Ecco cosa arriva a Galloro per costruire i bagni:
vasi alla turca,
vasi in odore di porcellana,
lavandini in porcellana,
sifoni a bottiglia cromati,
bocchettoni di piombo per raccordo alla tubazione di ghisa, [oggi è vietato l’uso del piombo nelle tubature idrauliche ma all’epoca era d’uso comune]
cassette di scarico in ghisa con relative mensole di sostegno,
tubazione di ghisa,
tubi di piombo per prese di acqua,
rubinetti cromati per lavandini,
pilette di ottone nichelate,
rivestimento di pareti con maioliche.
Il costo dei lavori, compresa la manodopera, ammontava a 3953 lire.

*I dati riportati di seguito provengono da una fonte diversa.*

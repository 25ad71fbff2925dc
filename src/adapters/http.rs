//! HTTP source over a configured list of URLs (e.g. an exported playlist)

use std::path::{Path, PathBuf};
use std::time::Duration;

use async_trait::async_trait;
use reqwest::{Client, StatusCode};
use sha2::{Digest, Sha256};
use tokio::io::AsyncWriteExt;
use tracing::{debug, info, warn};

use super::traits::{SourceAdapter, SourceError};
use crate::model::ItemDescriptor;
use crate::staging::path_component;

/// HTTP client configuration
#[derive(Debug, Clone)]
pub struct HttpConfig {
    pub connect_timeout: Duration,
    pub request_timeout: Duration,
    pub user_agent: String,
}

impl Default for HttpConfig {
    fn default() -> Self {
        Self {
            connect_timeout: Duration::from_secs(10),
            request_timeout: Duration::from_secs(3600),
            user_agent: "relaybox/0.1.0".to_string(),
        }
    }
}

/// One configured download
#[derive(Debug, Clone, PartialEq, Eq)]
pub struct HttpItem {
    pub id: Option<String>,
    pub url: String,
    pub name: Option<String>,
}

impl HttpItem {
    fn descriptor(&self) -> ItemDescriptor {
        let id = self.id.clone().unwrap_or_else(|| derive_id(&self.url));
        let name = self
            .name
            .clone()
            .or_else(|| last_segment(&self.url))
            .unwrap_or_else(|| id.clone());
        ItemDescriptor::builder()
            .id(id)
            .name(name)
            .locator(self.url.clone())
            .build()
    }
}

/// Stable id for a URL without an explicit one
fn derive_id(url: &str) -> String {
    let digest = Sha256::digest(url.as_bytes());
    format!("{digest:x}")[..16].to_string()
}

fn last_segment(url: &str) -> Option<String> {
    let without_query = url.split(['?', '#']).next()?;
    without_query
        .rsplit('/')
        .next()
        .filter(|s| !s.is_empty() && !s.contains(':'))
        .map(str::to_owned)
}

/// Final and in-progress paths for a download. Names come from config or
/// URLs, so they are reduced to a single safe component first.
fn staged_paths(staging_dir: &Path, name: &str) -> (PathBuf, PathBuf) {
    let file_name = path_component(name);
    let partial = staging_dir.join(format!("{file_name}.part"));
    (staging_dir.join(file_name), partial)
}

/// Downloads a fixed list of URLs
pub struct HttpSource {
    name: String,
    client: Client,
    items: Vec<HttpItem>,
}

impl HttpSource {
    pub fn new(
        name: impl Into<String>,
        items: Vec<HttpItem>,
        config: HttpConfig,
    ) -> Result<Self, SourceError> {
        let client = Client::builder()
            .connect_timeout(config.connect_timeout)
            .timeout(config.request_timeout)
            .user_agent(&config.user_agent)
            .redirect(reqwest::redirect::Policy::limited(10))
            .build()
            .map_err(|e| SourceError::Rejected(format!("invalid HTTP client config: {e}")))?;

        Ok(Self {
            name: name.into(),
            client,
            items,
        })
    }

    async fn download_to(&self, url: &str, target: &Path) -> Result<u64, SourceError> {
        debug!(url, "Starting download");

        let mut response = self
            .client
            .get(url)
            .send()
            .await
            .map_err(classify_request_error)?;

        let status = response.status();
        if !status.is_success() {
            return Err(classify_status(status));
        }

        let mut file = tokio::fs::File::create(target)
            .await
            .map_err(|e| SourceError::Unavailable(format!("create {}: {e}", target.display())))?;

        let mut written = 0u64;
        while let Some(chunk) = response.chunk().await.map_err(classify_request_error)? {
            file.write_all(&chunk)
                .await
                .map_err(|e| SourceError::Unavailable(format!("write {}: {e}", target.display())))?;
            written += chunk.len() as u64;
        }
        file.flush()
            .await
            .map_err(|e| SourceError::Unavailable(format!("flush {}: {e}", target.display())))?;

        Ok(written)
    }
}

fn classify_request_error(e: reqwest::Error) -> SourceError {
    if let Some(status) = e.status() {
        return classify_status(status);
    }
    if e.is_builder() {
        SourceError::Rejected(e.to_string())
    } else {
        SourceError::Unavailable(e.to_string())
    }
}

fn classify_status(status: StatusCode) -> SourceError {
    let message = format!(
        "HTTP {}: {}",
        status.as_u16(),
        status.canonical_reason().unwrap_or("Unknown")
    );
    match status {
        StatusCode::UNAUTHORIZED | StatusCode::FORBIDDEN => SourceError::AuthFailed(message),
        StatusCode::NOT_FOUND | StatusCode::GONE => SourceError::NotFound(message),
        StatusCode::TOO_MANY_REQUESTS | StatusCode::REQUEST_TIMEOUT => {
            SourceError::Unavailable(message)
        }
        s if s.is_server_error() => SourceError::Unavailable(message),
        _ => SourceError::Rejected(message),
    }
}

#[async_trait]
impl SourceAdapter for HttpSource {
    fn name(&self) -> &str {
        &self.name
    }

    async fn enumerate(&self, _cursor: Option<&str>) -> Result<Vec<ItemDescriptor>, SourceError> {
        Ok(self.items.iter().map(HttpItem::descriptor).collect())
    }

    async fn fetch(
        &self,
        item: &ItemDescriptor,
        staging_dir: &Path,
    ) -> Result<PathBuf, SourceError> {
        let url = item
            .locator
            .as_deref()
            .ok_or_else(|| SourceError::Rejected(format!("item {} has no URL", item.id)))?;
        let (target, partial) = staged_paths(staging_dir, &item.name);

        let result = match self.download_to(url, &partial).await {
            Ok(size) => tokio::fs::rename(&partial, &target)
                .await
                .map(|()| size)
                .map_err(|e| {
                    SourceError::Unavailable(format!("rename {}: {e}", partial.display()))
                }),
            Err(e) => Err(e),
        };

        match result {
            Ok(size) => {
                info!(source = %self.name, item = %item.id, size, "Download completed");
                Ok(target)
            }
            Err(e) => {
                warn!(source = %self.name, item = %item.id, error = %e, "Download failed");
                let _ = tokio::fs::remove_file(&partial).await;
                Err(e)
            }
        }
    }
}

#[cfg(test)]
mod tests {
    use super::*;

    #[test]
    fn test_http_config_defaults() {
        let config = HttpConfig::default();
        assert_eq!(config.connect_timeout, Duration::from_secs(10));
        assert_eq!(config.request_timeout, Duration::from_secs(3600));
        assert_eq!(config.user_agent, "relaybox/0.1.0");
    }

    #[test]
    fn test_descriptor_derives_stable_id_and_name() {
        let item = HttpItem {
            id: None,
            url: "https://cdn.example.com/media/sermon-01.mp4?sig=abc".to_string(),
            name: None,
        };
        let a = item.descriptor();
        let b = item.descriptor();

        assert_eq!(a.id, b.id);
        assert_eq!(a.id.len(), 16);
        assert_eq!(a.name, "sermon-01.mp4");
        assert_eq!(a.locator.as_deref(), Some(item.url.as_str()));
    }

    #[test]
    fn test_descriptor_prefers_explicit_values() {
        let item = HttpItem {
            id: Some("yt-abc".to_string()),
            url: "https://example.com/watch".to_string(),
            name: Some("Service.mp4".to_string()),
        };
        let d = item.descriptor();
        assert_eq!(d.id, "yt-abc");
        assert_eq!(d.name, "Service.mp4");
    }

    #[test]
    fn test_staged_paths_stay_in_staging_dir() {
        let staging = Path::new("/staging/1999/vid-1");
        for name in ["..", "../../etc/passwd", "a/b.mp4", ""] {
            let (target, partial) = staged_paths(staging, name);
            assert_eq!(target.parent(), Some(staging), "{name}");
            assert_eq!(partial.parent(), Some(staging), "{name}");
        }

        let (target, partial) = staged_paths(staging, "sermon-01.mp4");
        assert_eq!(target, staging.join("sermon-01.mp4"));
        assert_eq!(partial, staging.join("sermon-01.mp4.part"));
    }

    #[tokio::test]
    async fn test_failed_download_leaves_nothing_staged() {
        let staging = tempfile::TempDir::new().unwrap();
        let source = HttpSource::new("playlist", Vec::new(), HttpConfig::default()).unwrap();
        let item = ItemDescriptor::builder()
            .id("x")
            .name("x.mp4")
            .locator("http://127.0.0.1:9/x.mp4")
            .build();

        assert!(source.fetch(&item, staging.path()).await.is_err());
        assert_eq!(std::fs::read_dir(staging.path()).unwrap().count(), 0);
    }

    #[test]
    fn test_status_classification() {
        assert!(matches!(
            classify_status(StatusCode::FORBIDDEN),
            SourceError::AuthFailed(_)
        ));
        assert!(matches!(
            classify_status(StatusCode::GONE),
            SourceError::NotFound(_)
        ));
        assert!(matches!(
            classify_status(StatusCode::TOO_MANY_REQUESTS),
            SourceError::Unavailable(_)
        ));
        assert!(matches!(
            classify_status(StatusCode::BAD_GATEWAY),
            SourceError::Unavailable(_)
        ));
        assert!(matches!(
            classify_status(StatusCode::BAD_REQUEST),
            SourceError::Rejected(_)
        ));
    }
}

Anche l’arredamento è un segno dei tempi. Allegati ai preventivi spesso troviamo cataloghi dei fornitori di mobili e cucine.
Nell’elenco degli arredi figurano anche: televisori, frigoriferi, elettrodomestici che fanno il loro ingresso per la prima volta in comunità. La corrente elettrica era invece arrivata nelle residenze qualche decennio prima, insieme al telefono.
L’installazione dell’ascensore e dei montacarichi hanno poi facilitato gli spostamenti dei padri più anziani ed il trasporto di merce e oggetti tra i vari piani di collegi e residenze.
Problemi nuovi
Se oggi la Compagnia deve procedere con lavori in un immobile storico e vincolato deve prima scrivere alla Soprintendenza e far approvare il progetto, sono dunque necessari una serie di permessi. Nel caso dei lavori nelle chiese è coinvolto in prima personal il FEC, Fondo Edifici di Culto, poiché le chiese non sono immobili di proprietà della Compagnia di Gesù ma dello Stato.
Per i lavori svolti fino al 1939 però non era richiesto. Infatti la normativa che oggi tutela il patrimonio nazionale, contenuta nel Codice dei Beni Culturali e del paesaggio, nasce dalla legge n. 1089 del 1939 quando iniziò la tutela, da parte dello Stato, dei beni culturali e artistici.
Quindi per gli immobili ristrutturati dopo la seconda guerra mondiale spesso troviamo il parere della Soprintendenza o documentazione dell’ente che approva i lavori.
Spunti per la storia del lavoro
In altre puntate abbiamo già indicato possibili fonti utili per la storia del lavoro: il lavoro femminile, mestieri e professioni di iscritti alle congregazioni, il coinvolgimento dei tramvieri nell’apostolato, il personale nei collegi, l’assistenza specifiche categorie di lavoratori.
La documentazione di tipo economico ci fornisce moltissime informazioni e piste di ricerca per la storia del lavoro. Possiamo, ad esempio, scoprire quale fosse il costo di una giornata di lavoro di un operaio un muratore, un manovale, mastro o un idraulico e come questa cifra mutasse nel corso del tempo, ma anche il prezzo di singoli oggetti d’arredo e di tutti i materiali edili.
Le carte raccontano inoltre modalità differenti di costruzione e organizzazione di un impianto idraulico, spesso si conservano infatti planimetrie, schemi e disegni dei vari impianti dove troviamo ancora l’uso di materiali oggi vietati per legge: il piombo o l’amianto.